Doch die exotischen Dorniers sind ein Fremdkörper in der Flotte und Aurigny hofft, sie durch eine politische Entscheidung bald überflüssig zu machen: „Im Gespräch ist eine Verlängerung der Bahn in Alderney auf 1050 Meter, dann könnten wir die ATR dort betreiben, idealerweise schon ab 2025“, spekuliert Bezuidenhout. „Die Dorniers sind gute Flugzeuge, aber sehr teuer im Betrieb“, so der CEO. „Es gibt nur eine andere Airline, in Japan, die die Do 228NG im Linienbetrieb hat. Weltweit sind es gerade sechs oder sieben Flugzeuge, während die meisten vom Militär betrieben werden und der Hersteller daher ganz auf diese Klientel eingestellt ist. Das ist ein Problem für uns“, so Bezuidenhout.

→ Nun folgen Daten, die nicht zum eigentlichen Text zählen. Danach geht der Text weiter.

//! Text analysis backed by the LLM service
//!
//! Turns a free-text description typed on the handset into a short answer
//! that fits on a USSD screen. Every failure is folded into an
//! [`AnalysisFailure`] carrying the message shown to the user; nothing here
//! returns an error to the caller.

use crate::llm::{LlmRequest, LlmService};
use std::sync::Arc;
use std::time::Duration;
use tokio::time::timeout;

const SYMPTOMS_PROMPT: &str = "És um assistente de saúde em Angola. Com base nos sintomas \
descritos, estima a probabilidade de o utente ter malária. A resposta DEVE começar com uma \
percentagem (ex: 65%) seguida de uma explicação em português com no máximo 45 caracteres. \
Não incluas mais nada.";

const ZONE_SOLUTION_PROMPT: &str = "És um especialista em saúde pública e saneamento em \
Angola. Sugere uma solução prática para o problema descrito na zona do utente, em português, \
com no máximo 150 caracteres. Não incluas mais nada.";

const SYMPTOMS_MAX_TOKENS: u32 = 60;
const ZONE_SOLUTION_MAX_TOKENS: u32 = 120;
const TEMPERATURE: f32 = 0.5;

/// Which analysis a dialog leaf asks for
#[derive(Debug, Clone, Copy, PartialEq, Eq)]
pub enum AnalysisKind {
    /// Symptom description to malaria probability
    MalariaSymptoms,
    /// Zone problem description to practical suggestion
    ZoneSolution,
}

impl AnalysisKind {
    fn prompt(self, description: &str) -> LlmRequest {
        let (instructions, label, max_tokens) = match self {
            AnalysisKind::MalariaSymptoms => (SYMPTOMS_PROMPT, "Sintomas", SYMPTOMS_MAX_TOKENS),
            AnalysisKind::ZoneSolution => {
                (ZONE_SOLUTION_PROMPT, "Problema", ZONE_SOLUTION_MAX_TOKENS)
            }
        };

        LlmRequest::new(format!("{instructions}\n\n{label}: {description}"))
            .with_temperature(TEMPERATURE)
            .with_max_tokens(max_tokens)
    }

    /// Heading used when the answer is forwarded by SMS
    pub fn sms_heading(self) -> &'static str {
        match self {
            AnalysisKind::MalariaSymptoms => "Avaliação de sintomas",
            AnalysisKind::ZoneSolution => "Sugestão para a sua zona",
        }
    }
}

/// Why an analysis produced no answer
#[derive(Debug, Clone, Copy, PartialEq, Eq)]
pub enum AnalysisFailure {
    /// No API key configured, or the client could not be built
    Unavailable,
    /// Blank description
    EmptyInput,
    /// The service answered with no text
    EmptyResponse,
    /// Network, provider or timeout error
    Remote,
}

impl AnalysisFailure {
    /// Message shown on the handset
    pub fn message(self) -> &'static str {
        match self {
            AnalysisFailure::Unavailable => {
                "Serviço de IA indisponível. Verifique a configuração da API_KEY."
            }
            AnalysisFailure::EmptyInput => "Descrição vazia. Por favor, descreva a situação.",
            AnalysisFailure::EmptyResponse => {
                "Não foi possível obter uma análise. Tente novamente mais tarde."
            }
            AnalysisFailure::Remote => {
                "Erro ao contactar o serviço de IA. Tente novamente mais tarde."
            }
        }
    }
}

pub type AnalysisOutcome = Result<String, AnalysisFailure>;

/// Adapter around the optional LLM service
#[derive(Clone)]
pub struct TextAnalyzer {
    service: Option<Arc<dyn LlmService>>,
    timeout: Duration,
}

impl TextAnalyzer {
    pub fn new(service: Option<Arc<dyn LlmService>>, timeout: Duration) -> Self {
        Self { service, timeout }
    }

    pub fn is_available(&self) -> bool {
        self.service.is_some()
    }

    /// Malaria probability for a symptom description
    pub async fn analyze_symptoms(&self, description: &str) -> AnalysisOutcome {
        self.analyze(AnalysisKind::MalariaSymptoms, description).await
    }

    /// Practical suggestion for a problem in the user's zone
    pub async fn suggest_zone_solution(&self, description: &str) -> AnalysisOutcome {
        self.analyze(AnalysisKind::ZoneSolution, description).await
    }

    async fn analyze(&self, kind: AnalysisKind, description: &str) -> AnalysisOutcome {
        let Some(service) = &self.service else {
            tracing::warn!(?kind, "Analysis requested but LLM service is not configured");
            return Err(AnalysisFailure::Unavailable);
        };

        let description = description.trim();
        if description.is_empty() {
            return Err(AnalysisFailure::EmptyInput);
        }

        let request = kind.prompt(description);

        match timeout(self.timeout, service.complete(&request)).await {
            Ok(Ok(response)) => {
                let text = response.joined_text().trim().to_string();
                if text.is_empty() {
                    tracing::warn!(?kind, "LLM returned an empty answer");
                    Err(AnalysisFailure::EmptyResponse)
                } else {
                    Ok(text)
                }
            }
            Ok(Err(e)) => {
                tracing::warn!(?kind, error = %e.message, "Analysis LLM error");
                Err(AnalysisFailure::Remote)
            }
            Err(_) => {
                tracing::warn!(?kind, timeout_ms = %self.timeout.as_millis(), "Analysis timed out");
                Err(AnalysisFailure::Remote)
            }
        }
    }
}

Seit 2015 betrieb Aurigny bereits eine Dornier 228-200, Baujahr 1988, die allerdings inzwischen stillgelegt ist. „Die NGs sind ohne Zweifel wesentlich verlässlicher, aber man kann eben auch schlecht 34-jährige mit vierjährigen Flugzeugen vergleichen.“ Es ist eine Abwägung der Regierung – investiert man in die Bahnverlängerung und spart dafür Geld im Flugbetrieb? Vor allem würde die Anbindung Alderneys mit den derzeit drei modernen ATR-72-600, die im Schnitt keine drei Jahre alt sind, Flüge dahin wesentlich verlässlicher machen – dank einer technischen Neuheit. Denn die drei Aurigny-ATRs haben eine Kamera auf der Rumpfnase, vor den Cockpitfenstern. Sie gehört zum „ClearVision“-System für verbesserte Sicht, für das Aurigny der Erstkunde war und das im Herbst 2022 in Betrieb genommen wurde, nachdem während der Pandemie Zulassung und Pilotentraining nicht wie geplant stattfinden konnten. „Das System senkt die Entscheidungshöhe bei Landungen mit schlechter Sicht und erhöht die Chancen um 50 Prozent, bei Nebel landen zu können, verspricht zumindest ATR“, sagt der Südafrikaner. Auf der mit ILS ausgestatteten Bahn 27 in Guernsey werden damit Landungen möglich bei einer Bahn-Sichtweite von 350 Metern, die Entscheidungshöhe sinkt von 200 Fuß auf dann 100 Fuß (ca. 30 Meter) mit „ClearVision“. An Bord liegen Helme mit Sichtvisier bereit, auf denen den Piloten bei entsprechenden Verhältnissen das Nebel-durchdringende Kamerabild voraus und Flugdaten eingespiegelt werden. „Das gibt den Piloten einen wesentlich besseren Überblick, ähnlich einem Head-up-Display“, berichtet Bezuidenhout. Doch der CEO warnt auch: „Es darf keine übertriebenen Erwartungen geben, dass ‚ClearVision‘ der absolute Nebelkiller ist, mit dem man künftig unter allen Bedingungen fliegen kann, denn das ist schlicht nicht so.“
Nico Bezuidenhout selbst hat jedenfalls eine klare Vision für seine Airline: Sie soll nachhaltig profitabel werden, dann eine Konsolidierung einleiten mit der ebenfalls verlustreichen Gesellschaft Blue Islands von der Nachbarinsel Jersey. Irgendwann wird sich der Airline-Chef dann wieder größeren Firmen zuwenden – wenn er sich denn vom angenehmen Leben auf Guernsey verabschieden kann.